Friday, October 7, 2011

525. Cubans Look to Private Sector to Make Ends Meet


Selling flowers

By Marc Frank, Reuthers, October 5, 2011
Cubans are finding that working for private employers instead of a paternalistic communist state is putting more money in their pockets, but they are still struggling to make ends meet.
Under ongoing economic reforms, tens of thousands are now working for small businesses, restaurants, farms and other enterprises where they put in long hours for relatively little pay, but say they have no better options.
The reforms announced last year are aimed at fostering private sector development as part of a broad plan to modernize Cuba's Soviet-style command economy and end a two-decade old economic crisis.
For the first time since the early years of Fidel Castro's 1959 revolution, private individuals in retail services, agriculture and construction have been allowed to hire employees, despite an article in the Cuban Constitution that says one's property and equipment "cannot be used to obtain earnings from the exploitation of the labor of others."
Cuba's new private workers appear to worry less about exploitation than they do remuneration.
Twenty-three year-old Lizet Chaviano said she was not happy with her job serving customers and cleaning up at "La Paladar de Alina", one of nearly 400 home-based restaurants in the capital, but it was better than the alternatives.
"I work from 8 a.m. to 10 p.m. every other day. I work too much ... and have to put up with the verbal abuse of the owners," said Lizet, who complained she only earned the equivalent of between $3 and $5 a day.
"But what am I to do? There is no possibility except this to make money since state salaries are not enough even to eat," she said.
MISERABLE, BUT BETTER
An informal survey in Havana and the provinces found wages as high as two to four times the average state pay of 20 pesos per day, or 440 pesos per month, the equivalent of around $18.
But, as with state jobs, income and working conditions vary widely depending on location and type of employment.

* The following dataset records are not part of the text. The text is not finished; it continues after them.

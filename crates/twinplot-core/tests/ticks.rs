// File: crates/twinplot-core/tests/ticks.rs
// Purpose: Nice tick selection, tick labels and value/pixel scales.

use twinplot_core::grid::{format_tick, nice_step, nice_ticks};
use twinplot_core::layout::{AxisTicks, Y_TICKS};
use twinplot_core::scale::LinearScale;
use twinplot_core::Axis;

fn approx(a: &[f64], b: &[f64]) -> bool {
    a.len() == b.len() && a.iter().zip(b).all(|(x, y)| (x - y).abs() < 1e-9)
}

#[test]
fn nice_steps_snap_to_1_2_2_5_5() {
    assert!((nice_step(0.2) - 0.2).abs() < 1e-12);
    assert!((nice_step(0.23) - 0.25).abs() < 1e-12);
    assert!((nice_step(3.0) - 5.0).abs() < 1e-12);
    assert!((nice_step(130.0) - 200.0).abs() < 1e-9);
    assert!((nice_step(7.0) - 10.0).abs() < 1e-12);
    assert_eq!(nice_step(0.0), 1.0);
}

#[test]
fn unit_range_ticks() {
    let ticks = nice_ticks(0.0, 1.0, 5);
    assert!(approx(&ticks, &[0.0, 0.2, 0.4, 0.6, 0.8, 1.0]), "{ticks:?}");

    let axis = Axis::fixed("silhouette", 0.0, 1.0);
    let t = AxisTicks::for_axis(&axis, Y_TICKS);
    assert_eq!(t.labels, vec!["0.0", "0.2", "0.4", "0.6", "0.8", "1.0"]);
}

#[test]
fn ticks_stay_inside_range() {
    let ticks = nice_ticks(1.55, 10.45, 8);
    assert!(ticks.iter().all(|&v| (1.55..=10.45).contains(&v)), "{ticks:?}");
    assert!(approx(&ticks, &[2.0, 4.0, 6.0, 8.0, 10.0]), "{ticks:?}");
}

#[test]
fn degenerate_ranges() {
    assert_eq!(nice_ticks(3.0, 3.0, 5), vec![3.0]);
    assert!(nice_ticks(f64::NAN, 1.0, 5).is_empty());
    // reversed input is tolerated
    assert!(approx(&nice_ticks(1.0, 0.0, 5), &[0.0, 0.2, 0.4, 0.6, 0.8, 1.0]));
}

#[test]
fn extreme_ranges_still_get_finite_ticks() {
    let ticks = nice_ticks(-1.1e308, 1.1e308, 5);
    assert!(!ticks.is_empty());
    assert!(ticks.iter().all(|v| v.is_finite()), "{ticks:?}");
    assert!(ticks.contains(&0.0));
}

#[test]
fn tick_label_precision_follows_step() {
    assert_eq!(format_tick(200.0, 100.0), "200");
    assert_eq!(format_tick(0.25, 0.25), "0.25");
    assert_eq!(format_tick(2.5, 2.5), "2.5");
    assert_eq!(format_tick(50.0, 25.0), "50");
    assert_eq!(format_tick(-0.0000001, 0.1), "0.0");
    assert_eq!(format_tick(5e307, 5e307), "5e307");
    assert_eq!(format_tick(0.0, 2e6), "0");
}

#[test]
fn vertical_scale_puts_max_on_top() {
    let axis = Axis::new("y", 0.0, 1.0);
    let s = LinearScale::vertical(&axis, 10.0, 110.0);
    assert!((s.to_px(0.0) - 110.0).abs() < 1e-4);
    assert!((s.to_px(1.0) - 10.0).abs() < 1e-4);
    assert!((s.to_px(0.5) - 60.0).abs() < 1e-4);
    assert!((s.from_px(60.0) - 0.5).abs() < 1e-6);
}

#[test]
fn horizontal_scale_and_zero_span() {
    let axis = Axis::new("x", 2.0, 2.0);
    let s = LinearScale::horizontal(&axis, 0.0, 100.0);
    // zero span is widened to 1
    assert!((s.to_px(3.0) - 100.0).abs() < 1e-4);
    assert!((s.from_px(50.0) - 2.5).abs() < 1e-6);
}
// File: crates/twinplot-core/src/grid.rs
// Summary: Grid/tick layout helpers: "nice" ticks and tick labels.

/// Round `raw` to the nearest 1, 2, 2.5 or 5 times a power of ten, upward.
pub fn nice_step(raw: f64) -> f64 {
    if !raw.is_finite() || raw <= 0.0 { return 1.0; }
    let exp = raw.log10().floor();
    let base = 10f64.powf(exp);
    let f = raw / base;
    let eps = 1e-9;
    let nf = if f <= 1.0 + eps {
        1.0
    } else if f <= 2.0 + eps {
        2.0
    } else if f <= 2.5 + eps {
        2.5
    } else if f <= 5.0 + eps {
        5.0
    } else {
        10.0
    };
    nf * base
}

/// Smallest tick step labelled in scientific notation.
const SCI_STEP: f64 = 1e6;

/// Upper bound on ticks per axis; anything more is a degenerate step.
const MAX_TICKS: i64 = 1_000;

/// Tick values inside `[min, max]`, roughly `target` of them, on a nice step.
pub fn nice_ticks(min: f64, max: f64, target: usize) -> Vec<f64> {
    if !min.is_finite() || !max.is_finite() { return Vec::new(); }
    let (lo, hi) = if min <= max { (min, max) } else { (max, min) };
    let half_span = hi * 0.5 - lo * 0.5;
    if half_span < 5e-13 { return vec![lo]; }

    let step = nice_step(half_span / target.max(1) as f64 * 2.0);
    let first = (lo / step - 1e-9).ceil() as i64;
    let last = (hi / step + 1e-9).floor() as i64;
    if last - first > MAX_TICKS { return Vec::new(); }
    (first..=last)
        .map(|i| {
            let v = i as f64 * step;
            // snap accumulated error so labels read "0.0" not "-0.0"
            if v.abs() < step * 1e-9 { 0.0 } else { v }
        })
        .collect()
}

/// Step between consecutive ticks, or 1.0 for fewer than two ticks.
pub fn tick_step(ticks: &[f64]) -> f64 {
    match ticks {
        [a, b, ..] => (b - a).abs(),
        _ => 1.0,
    }
}

/// Format a tick value with just enough decimals to tell neighbours apart.
/// Steps of a million or more switch to scientific notation.
pub fn format_tick(v: f64, step: f64) -> String {
    if step.is_finite() && step >= SCI_STEP {
        return if v == 0.0 { "0".to_string() } else { format!("{:e}", v) };
    }
    let decimals = if step > 0.0 && step.is_finite() {
        let exp = step.log10().floor();
        let mut d = (-exp).max(0.0) as usize;
        // 2.5 × 10^n (n <= 0) needs one more digit than its exponent suggests
        let mantissa = step / 10f64.powf(exp);
        if exp <= 0.0 && (mantissa - 2.5).abs() < 1e-6 { d += 1; }
        d
    } else {
        0
    };
    let s = format!("{:.*}", decimals, v);
    if s.starts_with('-') && s[1..].chars().all(|c| c == '0' || c == '.') { s[1..].to_string() } else { s }
}
// File: crates/twinplot-core/src/text.rs
// Summary: Text measuring and drawing using Skia textlayout, including rotated axis labels.

use skia_safe as skia;
use skia::textlayout::{FontCollection, Paragraph, ParagraphBuilder, ParagraphStyle, TextStyle};

/// Size of a laid-out single line of text, in pixels.
pub trait TextMetrics {
    /// `(width, height)` of `text` at `size`.
    fn measure(&self, text: &str, size: f32) -> (f32, f32);
}

pub struct TextShaper {
    fonts: FontCollection,
}

impl Default for TextShaper {
    fn default() -> Self { Self::new() }
}

impl TextShaper {
    pub fn new() -> Self {
        let mut fc = FontCollection::new();
        // Use system manager fallback
        fc.set_default_font_manager(skia::FontMgr::default(), None);
        Self { fonts: fc }
    }

    fn make_style(size: f32, color: skia::Color) -> TextStyle {
        let mut ts = TextStyle::new();
        ts.set_font_size(size.max(1.0));
        ts.set_color(color);
        ts.set_font_families(&["DejaVu Sans", "Segoe UI", "Arial", "Helvetica", "Roboto", "sans-serif"]);
        ts
    }

    pub fn layout(&self, text: &str, size: f32, color: skia::Color) -> Paragraph {
        let mut pstyle = ParagraphStyle::new();
        pstyle.set_text_align(skia::textlayout::TextAlign::Left);
        let mut builder = ParagraphBuilder::new(&pstyle, &self.fonts);
        let style = Self::make_style(size, color);
        builder.push_style(&style);
        builder.add_text(text);
        let mut paragraph = builder.build();
        paragraph.layout(10_000.0);
        paragraph
    }

    /// Draw with the box's top-left corner at `(x, y)`.
    pub fn draw_at(&self, canvas: &skia::Canvas, text: &str, x: f32, y: f32, size: f32, color: skia::Color) {
        let p = self.layout(text, size, color);
        p.paint(canvas, (x, y));
    }

    /// Draw centered on `(cx, cy)`.
    pub fn draw_centered(&self, canvas: &skia::Canvas, text: &str, cx: f32, cy: f32, size: f32, color: skia::Color) {
        let p = self.layout(text, size, color);
        p.paint(canvas, (cx - p.longest_line() * 0.5, cy - p.height() * 0.5));
    }

    /// Draw rotated a quarter turn counter-clockwise, centered on `(cx, cy)`.
    pub fn draw_vertical(&self, canvas: &skia::Canvas, text: &str, cx: f32, cy: f32, size: f32, color: skia::Color) {
        let p = self.layout(text, size, color);
        canvas.save();
        canvas.translate((cx, cy));
        canvas.rotate(-90.0, None);
        p.paint(canvas, (-p.longest_line() * 0.5, -p.height() * 0.5));
        canvas.restore();
    }
}

impl TextMetrics for TextShaper {
    fn measure(&self, text: &str, size: f32) -> (f32, f32) {
        let p = self.layout(text, size, skia::Color::from_argb(0, 0, 0, 0));
        // width of the longest line
        (p.longest_line(), p.height())
    }
}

The government argues that any evaluation of Cuban living standards and wages should take into account what the state spends on subsidized food, services and utilities, along with free healthcare and education.
"It is still miserable, just less miserable," said Klaisi, a 32-year-old psychology professor and single mother who works weekend shifts at a Havana cafeteria called "El Principe."

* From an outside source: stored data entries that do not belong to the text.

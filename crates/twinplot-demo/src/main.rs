// File: crates/twinplot-demo/src/main.rs
// Summary: Demo loads a cluster-count sweep CSV (k, inertia, silhouette) and renders a twin-axis PNG.

use anyhow::{Context, Result};
use std::path::{Path, PathBuf};
use tracing_subscriber::EnvFilter;
use twinplot_core::{theme, two_plots_with, PngFileViewer, RenderOptions};

/// One row of a k-means sweep.
#[derive(Clone, Copy, Debug)]
struct SweepRow {
    k: f64,
    inertia: f64,
    silhouette: f64,
}

fn main() -> Result<()> {
    tracing_subscriber::fmt()
        .with_env_filter(EnvFilter::try_from_default_env().unwrap_or_else(|_| EnvFilter::new("info")))
        .init();

    // Usage: twinplot-demo [sweep.csv] [out.png] [theme]
    let mut args = std::env::args().skip(1);
    let input = args.next();
    let out = args
        .next()
        .map(PathBuf::from)
        .unwrap_or_else(|| out_name_for(input.as_deref().map(Path::new)));
    let theme_name = args.next().unwrap_or_else(|| "classic".to_string());

    let rows = match &input {
        Some(raw) => {
            let path = Path::new(raw);
            load_sweep_csv(path).with_context(|| format!("failed to load CSV '{}'", path.display()))?
        }
        None => {
            tracing::info!("no input given, using built-in sample sweep");
            sample_sweep()
        }
    };
    tracing::info!(rows = rows.len(), "loaded sweep");

    if rows.is_empty() {
        anyhow::bail!("no sweep rows loaded; check headers/delimiter.");
    }

    let k: Vec<f64> = rows.iter().map(|r| r.k).collect();
    let inertia: Vec<f64> = rows.iter().map(|r| r.inertia).collect();
    let silhouette: Vec<f64> = rows.iter().map(|r| r.silhouette).collect();

    let opts = RenderOptions { theme: theme::find(&theme_name), ..RenderOptions::default() };
    let mut viewer = PngFileViewer::new(&out);
    two_plots_with(&k, &inertia, &silhouette, "k", "inertia", "silhouette", &mut viewer, &opts)
        .with_context(|| format!("rendering {}", out.display()))?;

    println!("Wrote {}", out.display());
    Ok(())
}

/// Produce output file name like target/out/twin_<stem>.png
fn out_name_for(input: Option<&Path>) -> PathBuf {
    let stem = input
        .and_then(|p| p.file_stem())
        .and_then(|s| s.to_str())
        .unwrap_or("sample");
    PathBuf::from("target/out").join(format!("twin_{}.png", stem))
}

/// Load a sweep CSV, matching columns by common header names.
fn load_sweep_csv(path: &Path) -> Result<Vec<SweepRow>> {
    let mut rdr = csv::ReaderBuilder::new()
        .has_headers(true)
        .trim(csv::Trim::All)
        .from_path(path)
        .with_context(|| format!("opening {}", path.display()))?;

    let headers = rdr
        .headers()?
        .iter()
        .map(|h| h.to_lowercase())
        .collect::<Vec<_>>();
    tracing::debug!(?headers, "csv headers");

    let idx = |names: &[&str]| -> Option<usize> {
        headers.iter().position(|h| names.contains(&h.as_str()))
    };

    let i_k = idx(&["k", "n_clusters", "clusters", "num_clusters"]);
    let i_inertia = idx(&["inertia", "sse", "wcss", "distortion"]);
    let i_sil = idx(&["silhouette", "silhouette_score", "score"]);

    let (Some(i_k), Some(i_inertia), Some(i_sil)) = (i_k, i_inertia, i_sil) else {
        anyhow::bail!("expected k, inertia and silhouette columns, found {:?}", headers);
    };

    let mut out = Vec::new();
    for (line, rec) in rdr.records().enumerate() {
        let rec = rec?;
        let parse = |i: usize| -> Option<f64> { rec.get(i).and_then(|s| s.parse::<f64>().ok()) };
        match (parse(i_k), parse(i_inertia), parse(i_sil)) {
            (Some(k), Some(inertia), Some(silhouette)) => out.push(SweepRow { k, inertia, silhouette }),
            _ => tracing::warn!(line = line + 2, "skipping row with unparseable values"),
        }
    }
    Ok(out)
}

/// Elbow-shaped inertia and a silhouette peak at k = 4.
fn sample_sweep() -> Vec<SweepRow> {
    (2..=10)
        .map(|k| {
            let kf = k as f64;
            SweepRow {
                k: kf,
                inertia: 300.0 + 3_600.0 / (kf * kf),
                silhouette: 0.68 - 0.035 * (kf - 4.0).abs() * (1.0 + 0.1 * kf),
            }
        })
        .collect()
}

She said she earns 75 pesos serving food, or little over $3 a day, which is double her state salary.
Wages for similar employment, and such jobs as making sandwiches and pizzas, range from 50 pesos to 100 pesos for a 10 to 12-hour day in Havana, and as low as 20 pesos to 30 pesos in other parts of Cuba where the economy is more depressed.
There are exceptions, such as the upscale "Bom Apetite" paladar in Havana, which caters mainly to tourists and local expats and where workers can make serious money for Cuba.
A 10 percent service charge added to each bill and tips are split between the employees, who can take home the equivalent of between 500 and 1,000 pesos per day, and occasionally more, according to a Bom Apetite employee.
GROWING SELF-EMPLOYMENT
The cash-strapped state, which still controls 90 percent of the Cuban economy, wants to slash a million workers from its payrolls and hoped to be half way there by last March.
But less than 150,000 have been cut, government insiders say, partly because there are not enough jobs for laid off workers to go to -- which is one reason the government is pushing private sector growth.
The number of people licensed for self-employment, often a euphemism for small business, has jumped from 148,000 at the close of last year to 330,000 as of September, according to the government, including 33,000 employees.
The figure does not include more than 200,000 agricultural workers who earn anywhere from 20 pesos to 50 pesos a day, depending on their hours, job and the season, according to private farmers.
There are also a large number of unreported employees, ranging from maids and gardeners to skilled tradesmen and construction workers, according to local economists, as owners seek to avoid labor and social security taxes and employees license fees.
Nearly 1,500 home-based restaurants, thousands of cafeterias and snack shops, as well as private lodgings for travelers, appear to be the biggest employers, though there are no official statistics.
"The going rate for an employee is 250 pesos a month, the minimum wage, but that is not what we really pay," said the owner of a bed-and-breakfast that rents rooms to foreigners in eastern Santiago de Cuba, asking her name not be used.
"I pay 24 pesos a day for someone who cleans four or five hours, plus a meal and the possibility for additional odd jobs such as washing tourists' clothes," she said.